榴槤放在辦公室,藏不住,同事來談公務,立即嗅出了!我索性轉送給她,請她和其他同事分享。
「留幾塊給妳吧!」她說。
我搖搖頭,說:「我不吃。」
「老師是不想『流連』在這裡嗎?」學生問過我。
有此一說,在南洋迷上榴槤以後,會「流連」忘返,樂不思家。我呢?為了來日告老還鄉嗎?
我的同事們陸續換了國籍,他們笑著彼此握手說:「很高興我們又成了同胞!」
我經常被問到──換了國籍沒有?
也有關心我的讀者提到我的文學身份定位──妳寫的,是「台灣文學」?還是「新加坡華文文學」?
我的散文〈葉落結霜橋〉和〈風衣〉被選收於世華文學研創會出版的《新華文學大系》中;專書《南洋風華:藝文.廣告.跨界新加坡》獲得新加坡國家藝術理事會的資助,對於新加坡文友和藝文機構的寬懷容納,我心存感激!在現今身份流動和文化屬性多元的時代,只從本位主義式的國籍去認定和判別作家作品的歸類,難免有失狹隘。
那麼,我為什麼不敞開大口吃榴槤?為什麼不像其他人一樣,權衡利益,改換國籍,在此地真正落地生根?

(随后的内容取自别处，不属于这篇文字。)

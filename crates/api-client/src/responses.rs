use crate::error::ApiError;
use core_types::Order;
use serde::Deserialize;
use serde::de::DeserializeOwned;
use serde_json::Value;

// The backend wraps most payloads as `{"success": true, "data": ...}` but a
// few endpoints return the payload bare. Both are accepted here so nothing
// above the client has to care.

/// The fields an error body may carry, in order of preference.
#[derive(Debug, Clone, Default, Deserialize)]
pub struct ApiErrorResponse {
    #[serde(default)]
    pub message: Option<Value>,
    #[serde(default)]
    pub error: Option<Value>,
}

impl ApiErrorResponse {
    /// The server-provided message: `message` first, then `error`.
    pub fn best_message(&self) -> Option<String> {
        [&self.message, &self.error]
            .into_iter()
            .flatten()
            .find_map(|v| match v {
                Value::String(s) if !s.trim().is_empty() => Some(s.clone()),
                Value::Object(map) => map
                    .get("message")
                    .and_then(Value::as_str)
                    .map(str::to_string),
                _ => None,
            })
    }
}

/// An order listing arrives either as a bare array or nested under `orders`.
#[derive(Debug, Clone, Deserialize)]
#[serde(untagged)]
pub enum OrdersPayload {
    List(Vec<Order>),
    Nested {
        #[serde(default)]
        orders: Vec<Order>,
    },
}

impl OrdersPayload {
    pub fn into_vec(self) -> Vec<Order> {
        match self {
            OrdersPayload::List(orders) => orders,
            OrdersPayload::Nested { orders } => orders,
        }
    }
}

/// Builds the error for a non-2xx response from its raw body.
pub fn error_from_body(status: u16, body: &str) -> ApiError {
    let message = serde_json::from_str::<ApiErrorResponse>(body)
        .ok()
        .and_then(|e| e.best_message())
        .unwrap_or_else(|| format!("Request failed with status code {}", status));
    ApiError::backend(Some(status), message)
}

/// Decodes a successful response body, unwrapping the envelope if present.
pub fn decode_payload<T: DeserializeOwned>(status: u16, body: &str) -> Result<T, ApiError> {
    let value: Value = if body.trim().is_empty() {
        Value::Null
    } else {
        serde_json::from_str(body).map_err(|e| ApiError::Deserialization(e.to_string()))?
    };

    let payload = match value {
        Value::Object(mut map) if map.contains_key("success") => {
            let ok = map.get("success").and_then(Value::as_bool).unwrap_or(false);
            if !ok {
                let err: ApiErrorResponse =
                    serde_json::from_value(Value::Object(map)).unwrap_or_default();
                let message = err
                    .best_message()
                    .unwrap_or_else(|| "The backend reported a failure".to_string());
                return Err(ApiError::backend(Some(status), message));
            }
            // An envelope without `data` (e.g. the health probe) is its own payload.
            match map.remove("data") {
                Some(data) => data,
                None => Value::Object(map),
            }
        }
        other => other,
    };

    serde_json::from_value(payload).map_err(|e| ApiError::Deserialization(e.to_string()))
}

如同李有成教授和張錦忠教授在離散研究(Diaspora
studies)領域指出的,母國和居住國之間,存在著第三空間,那是文化/文學生產的場域。從南洋回望台灣,距離拉長,拓展了我的視野,視野影響了我的觀念。我的「文化難民」的憂心,加上了「文化奶嘴」的思慮,化為自我期許的動力。書寫,成為我的日常,是我在第三空間遊晃的愉悅。
至於榴槤,英國女作家扶霞·鄧洛普(Fuchsia
Dunlop)的《魚翅與花椒:英國女孩的中國菜歷險記》裡,提到食物的口感,我想這是外國人接受中國菜的挑戰之一。食材本身的千奇百怪固然讓人瞠目結舌,見到食物,難以想像入口後會和唇齒舌喉接觸生發怎樣的感覺?榴槤是濕軟粘滑?還是柔嫰彈牙?我並不害怕品嚐,可就是不想。
或許,在潛意識裡,透過榴槤,我想試著讓自己做一個敢於拒絕的人。我的教養和成長背景,將我馴化成較為順從的性格。想到拒絕他人的請求和需要,便擔心令他人失望;也因為不懂得如何才是婉轉的回覆,便答應了事。結果,未必事事都能讓對方滿意,而我也吃了苦頭。
於是,我不想吃榴槤,讓隨和的自己有一個練習說「不」的機會。這也是個性強烈的榴槤教我的生存之道吧。